Chapter Thirty-Four: Breathing
"So I got a dress," Jordan announced, practically dancing through the door into Woody's and her apartment. He was sitting on their sofa watching Sunday morning cartoons, and looked up from his bowl of Cheerios with an odd expression that was somewhere between confusion and happiness when she entered.
"Um... yay?"
She held up a white garment bag that was almost taller than she was by the protruding clothes' hanger. "Nigel's gonna kill me for doing it without him... but it's perfect." Woody put his bowl down on the coffee table and switched off the television.
"Explanation, please?" Jordan sighed and rolled her eyes, kicked off her shoes and headed to the bedroom to hang up her purchase in their closet.
"I was at the hospital with Kate," Jordan started in a half-yell so he could hear her from the living room, hanging the dress carefully in the back of the closet. She turned around and just about walked into her fiancé, who was standing right behind her. "No peaking."
"Would dream of it. Scout's honour." He did the hand sign as if to validate that, and Jordan rolled her eyes again before continuing.
"She's doing better, by the way. And Erin's as good as we can hope for at this point, breathing on her own and drinking small amounts at a time." She paused, then pushed past him and walked back into the living room with him trailing slightly behind her. "Nigel flew back from England, like Kate said he would. He saw Erin then relieved me of my friend-sitting duties." She frowned at Woody's raised eyebrow. "Not that I minded sitting with her, not at all! I just honestly can't stand hospitals at the moment. Too many painful memories."
Woody nodded and picked up his bowl off the coffee table and shovelled a large spoonful of now-soggy cereal into his mouth. Jordan flopped down onto the couch beside him and resumed her story.
"I went for a walk to clear my head— I was planning to go back to the hospital right afterward, I swear, but I saw this little bridal store, and in the window was the perfect dress." She sighed happily. "The store was just opening for the morning, and you know me, I couldn't wait to have Nige there with me when I went to try it on. And it fits me like a glove! It feels as though it was made for me. He's still going to kill me for doing it without him, but I really couldn't resist. Plus Kate and he'll be busy with baby stuff now, so he might not have time to do it later, anyway."

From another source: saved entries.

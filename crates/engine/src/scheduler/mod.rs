//! The outbound scheduler.
//!
//! Turns a payment request into one or more queued items: it picks the paying vaults, deducts
//! the protocol fee, decides the height the payment is sent at and links every item back to the
//! inbound it pays out against.

pub mod delay;
pub mod gas;


use custody_primitives::{
    asset::Coin,
    memo::{Memo, MemoKind},
    network_fee::NetworkFee,
    pool::Pool,
    txout::TxOutItem,
    types::{mul_div, Amount, BlockHeight},
};
use tracing::{debug, info};

use crate::{
    context::CustodyCtx,
    errors::{EngineError, EngineResult},
    events::CustodyEvent,
    pricing::PricingOracle,
    store::CustodyStore,
    vaults::selection::SourceLeg,
    voter::state::OutboundAction,
};

/// The items a request was turned into.
#[derive(Debug, Clone, PartialEq, Eq)]
pub struct ScheduledOutbound {
    /// The queue height the items were appended to.
    pub height: BlockHeight,

    /// The items, one per paying vault.
    pub items: Vec<TxOutItem>,
}

/// A leg after fee deduction, with the fee it was charged.
#[derive(Debug)]
struct PricedLeg {
    item: TxOutItem,
    fee_native: Amount,
}

impl CustodyCtx<'_> {
    /// Schedules `item`, failing if less than `min_out` would reach the destination.
    ///
    /// Nothing is written unless the whole request can be scheduled.
    pub fn schedule(
        &mut self,
        mut item: TxOutItem,
        min_out: Amount,
    ) -> EngineResult<ScheduledOutbound> {
        if item.memo.is_empty() {
            item.memo = Memo::outbound(&item.in_hash);
        }
        let kind = self.validate_outbound(&item)?;

        if item.chain.is_native() {
            return self.schedule_native(item, kind, min_out);
        }

        let network_fee = self
            .store()
            .network_fee(item.chain)?
            .filter(NetworkFee::is_valid)
            .ok_or(EngineError::MissingNetworkFee(item.chain))?;
        let max_gas = network_fee.max_gas();
        item.max_gas = vec![max_gas.clone()];
        item.gas_rate = network_fee.transaction_fee_rate;

        let exempt = kind.is_fee_exempt();
        let fee_native = if exempt {
            0
        } else {
            self.params.outbound_transaction_fee
        };
        let fee_asset = match self.store().rune_value_in_asset(&item.coin.asset, fee_native) {
            Ok(fee) => fee,
            Err(EngineError::MissingPool(_)) => 0,
            Err(e) => return Err(e),
        };

        let legs = match &item.vault_pub_key {
            Some(vault) => {
                self.require_vault(vault)?;
                vec![SourceLeg {
                    vault: vault.clone(),
                    amount: item.coin.amount,
                }]
            }
            None => {
                self.select_outbound_sources(&item, fee_asset, max_gas.amount)?
                    .legs
            }
        };

        let mut priced = Vec::with_capacity(legs.len());
        for leg in legs {
            let leg_fee = fee_asset.min(leg.amount);
            let mut amount = leg.amount - leg_fee;
            if kind == MemoKind::Ragnarok && item.coin.asset.is_gas_asset() {
                amount = amount.saturating_sub(max_gas.amount);
            }
            if amount == 0 && !exempt {
                debug!(vault = %leg.vault, "dropping outbound leg consumed by fees");
                continue;
            }

            let mut leg_item = item.clone();
            leg_item.vault_pub_key = Some(leg.vault);
            leg_item.coin = Coin::new(item.coin.asset.clone(), amount);
            leg_item.fee = leg_fee;

            // a fee clamped by a small leg is charged pro rata
            let leg_fee_native = if leg_fee == fee_asset {
                fee_native
            } else {
                mul_div(fee_native, leg_fee, fee_asset)
            };
            priced.push(PricedLeg {
                item: leg_item,
                fee_native: leg_fee_native,
            });
        }

        let total = priced
            .iter()
            .fold(0, |acc: Amount, leg| acc.saturating_add(leg.item.coin.amount));
        if total < min_out {
            return Err(EngineError::BelowMinimum { total, min_out });
        }

        let height = self.outbound_height_for(&item, kind)?;

        self.collect_fees(&item.coin, &priced)?;
        let items: Vec<TxOutItem> = priced.into_iter().map(|leg| leg.item).collect();
        self.append_items(height, &items, kind)?;

        info!(
            in_hash = %item.in_hash,
            coin = %item.coin,
            %height,
            legs = items.len(),
            "scheduled outbound"
        );

        Ok(ScheduledOutbound { height, items })
    }

    /// Appends `item` at the current height without selection, fees or delay.
    pub fn unsafe_schedule(&mut self, item: TxOutItem) -> EngineResult<BlockHeight> {
        let kind = self
            .memo_parser
            .parse(&item.memo)
            .map(|memo| memo.kind)
            .unwrap_or(MemoKind::Noop);

        let height = self.height;
        self.append_items(height, std::slice::from_ref(&item), kind)?;
        debug!(in_hash = %item.in_hash, coin = %item.coin, %height, "force-scheduled outbound");

        Ok(height)
    }

    /// Checks the request and returns its memo kind.
    fn validate_outbound(&self, item: &TxOutItem) -> EngineResult<MemoKind> {
        if item.to_address.is_empty() {
            return Err(EngineError::InvalidInput("empty destination".to_string()));
        }
        if item.coin.asset.chain != item.chain {
            return Err(EngineError::InvalidInput(format!(
                "coin {} cannot be sent on {}",
                item.coin, item.chain
            )));
        }
        let memo = self
            .memo_parser
            .parse(&item.memo)
            .map_err(|e| EngineError::InvalidInput(format!("invalid outbound memo: {e}")))?;

        if self.params.is_blacklisted(&item.to_address) {
            return Err(EngineError::Blacklisted(item.to_address.clone()));
        }
        if let Some(height) = self.store().chain_halt(item.chain)? {
            return Err(EngineError::ChainHalted {
                chain: item.chain,
                height,
            });
        }

        Ok(memo.kind)
    }

    /// Payments on the native chain are settled by the network itself: the flat fee goes to the
    /// reserve and the item is queued at the current height.
    fn schedule_native(
        &mut self,
        mut item: TxOutItem,
        kind: MemoKind,
        min_out: Amount,
    ) -> EngineResult<ScheduledOutbound> {
        let fee = if kind.is_fee_exempt() {
            0
        } else {
            self.params.outbound_transaction_fee.min(item.coin.amount)
        };
        item.coin.amount -= fee;
        item.fee = fee;

        if item.coin.amount < min_out {
            return Err(EngineError::BelowMinimum {
                total: item.coin.amount,
                min_out,
            });
        }

        let height = self.height;
        if fee > 0 {
            self.store_mut().credit_reserve(fee)?;
            self.emit(CustodyEvent::Fee {
                in_hash: item.in_hash.clone(),
                coin: Coin::new(item.coin.asset.clone(), fee),
                reserve_credit: fee,
            });
        }

        let items = if item.coin.amount == 0 && !kind.is_fee_exempt() {
            Vec::new()
        } else {
            let mut txout = self.store().txout(height)?;
            txout.items.push(item.clone());
            self.store_mut().put_txout(&txout)?;
            self.emit(CustodyEvent::OutboundScheduled {
                height,
                item: item.clone(),
            });
            vec![item]
        };

        Ok(ScheduledOutbound { height, items })
    }

    /// The height the payment is sent at. Throttled payments of one inbound all share the
    /// height chosen for the first of them.
    fn outbound_height_for(&self, item: &TxOutItem, kind: MemoKind) -> EngineResult<BlockHeight> {
        if !kind.is_throttled() || item.chain.is_native() || item.in_hash.is_blank() {
            return Ok(self.height);
        }

        if let Some(height) = self
            .store()
            .voter(&item.in_hash)?
            .and_then(|v| v.outbound_height())
        {
            return Ok(height);
        }

        let value = self.store().coin_value_or_zero(&item.coin)?;
        self.outbound_target_height(value)
    }

    /// Adds the legs' fees to the pool and moves their native value to the reserve.
    fn collect_fees(&mut self, requested: &Coin, legs: &[PricedLeg]) -> EngineResult<()> {
        let mut pool: Option<Pool> = if requested.asset.is_native() {
            None
        } else {
            self.store().pool(&requested.asset)?
        };

        for leg in legs.iter().filter(|leg| leg.item.fee > 0) {
            let reserve_credit = match pool.as_mut() {
                Some(pool) => {
                    let native = leg.fee_native.min(pool.balance_native);
                    pool.balance_asset = pool.balance_asset.saturating_add(leg.item.fee);
                    pool.balance_native -= native;
                    native
                }
                None => leg.item.fee,
            };

            self.store_mut().credit_reserve(reserve_credit)?;
            self.emit(CustodyEvent::Fee {
                in_hash: leg.item.in_hash.clone(),
                coin: Coin::new(leg.item.coin.asset.clone(), leg.item.fee),
                reserve_credit,
            });
        }

        if let Some(pool) = pool {
            self.store_mut().put_pool(&pool)?;
        }

        Ok(())
    }

    /// Appends `items` at `height` and links them to their inbound voter.
    fn append_items(
        &mut self,
        height: BlockHeight,
        items: &[TxOutItem],
        kind: MemoKind,
    ) -> EngineResult<()> {
        if items.is_empty() {
            return Ok(());
        }

        let mut txout = self.store().txout(height)?;
        txout.items.extend(items.iter().cloned());
        self.store_mut().put_txout(&txout)?;

        for item in items {
            if !item.in_hash.is_blank() {
                if let Some(mut voter) = self.store().voter(&item.in_hash)? {
                    if kind.is_throttled() {
                        voter.pin_outbound_height(height);
                    }
                    voter.record_action(OutboundAction {
                        item: item.clone(),
                        height,
                    });
                    self.store_mut().put_voter(&voter)?;
                }
            }

            if kind == MemoKind::YggdrasilFund {
                self.mark_funding_sent(item)?;
            }

            self.emit(CustodyEvent::OutboundScheduled {
                height,
                item: item.clone(),
            });
        }

        Ok(())
    }

    /// Records on the funded per-node vault that a funding leg is on its way.
    fn mark_funding_sent(&mut self, item: &TxOutItem) -> EngineResult<()> {
        let Some(mut vault) = self.vault_for_address(item.chain, &item.to_address)? else {
            return Ok(());
        };
        if !vault.is_per_node() {
            return Ok(());
        }

        let height = self
            .memo_parser
            .parse(&item.memo)
            .ok()
            .and_then(|memo| memo.block_height)
            .unwrap_or(self.height);
        vault.append_pending_height(height);
        self.store_mut().put_vault(&vault)?;

        Ok(())
    }
}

Woody drank the milk left over from his breakfast from the side of the bowl while nodding, and a trickle of the now off-white liquid dribbled out of the corner of his mouth. Jordan wiped it off with the back of her hand and Woody grinned.
"You're being rather quiet this morning. What's the deal?" He shrugged.
"Voice hurts a little." Jordan frowned, noticing for the first time since she'd gotten home how hoarse his voice sounded.
"Open up," she commanded, and he did as he was told, obediently saying 'ah'. She peered down his throat and grimaced and he breathed on her face.
"You haven't brushed your teeth yet."
"I just woke up an hour ago!"
Jordan snickered, then glared at him almost seriously, as if to warn him not to breathe on her. She took a closer look at his tonsils while he obediently breathed through his nose. "Your throat looks a little inflamed. Nothing some chicken noodle soup and a couple days without straining your vocal cords won't fix right up." Woody closed his mouth and got up to put his bowl in the sink.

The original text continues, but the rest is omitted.